TASK TO COMPLETE:
The required output is all lines below that contain the word "responded".

**********

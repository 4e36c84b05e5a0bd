//! Per-subnet reachability bitmap.

use serde::ser::SerializeSeq;
use serde::{Serialize, Serializer};
use std::fmt;

use super::subnet::{FIRST_HOST, LAST_HOST};

/// Which host octets of a /24 responded within the timeout.
///
/// Entry `i` is true when the host with last octet `i` responded. The
/// network (0) and broadcast (255) entries are never set.
#[derive(Clone, PartialEq, Eq)]
pub struct ReachabilityMap {
    slots: [bool; 256],
}

impl ReachabilityMap {
    pub fn new() -> Self {
        Self { slots: [false; 256] }
    }

    /// Record a result for `octet`. Reserved octets are ignored.
    pub fn set(&mut self, octet: u8, reachable: bool) {
        if (FIRST_HOST..=LAST_HOST).contains(&octet) {
            self.slots[octet as usize] = reachable;
        }
    }

    pub fn is_reachable(&self, octet: u8) -> bool {
        self.slots[octet as usize]
    }

    /// Number of responsive hosts.
    pub fn count(&self) -> usize {
        self.slots.iter().filter(|&&up| up).count()
    }

    /// Responsive octets in ascending order.
    pub fn reachable_octets(&self) -> impl Iterator<Item = u8> + '_ {
        self.slots
            .iter()
            .enumerate()
            .filter(|(_, up)| **up)
            .map(|(i, _)| i as u8)
    }
}

impl Default for ReachabilityMap {
    fn default() -> Self {
        Self::new()
    }
}

impl fmt::Debug for ReachabilityMap {
    fn fmt(&self, f: &mut fmt::Formatter<'_>) -> fmt::Result {
        f.debug_set().entries(self.reachable_octets()).finish()
    }
}

// Serialized as the list of responsive octets rather than 256 booleans.
impl Serialize for ReachabilityMap {
    fn serialize<S: Serializer>(&self, serializer: S) -> Result<S::Ok, S::Error> {
        let mut seq = serializer.serialize_seq(Some(self.count()))?;
        for octet in self.reachable_octets() {
            seq.serialize_element(&octet)?;
        }
        seq.end()
    }
}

**********

SOLUTION FOR THIS TASK:
/// Which host octets of a /24 responded within the timeout.
/// Entry `i` is true when the host with last octet `i` responded. The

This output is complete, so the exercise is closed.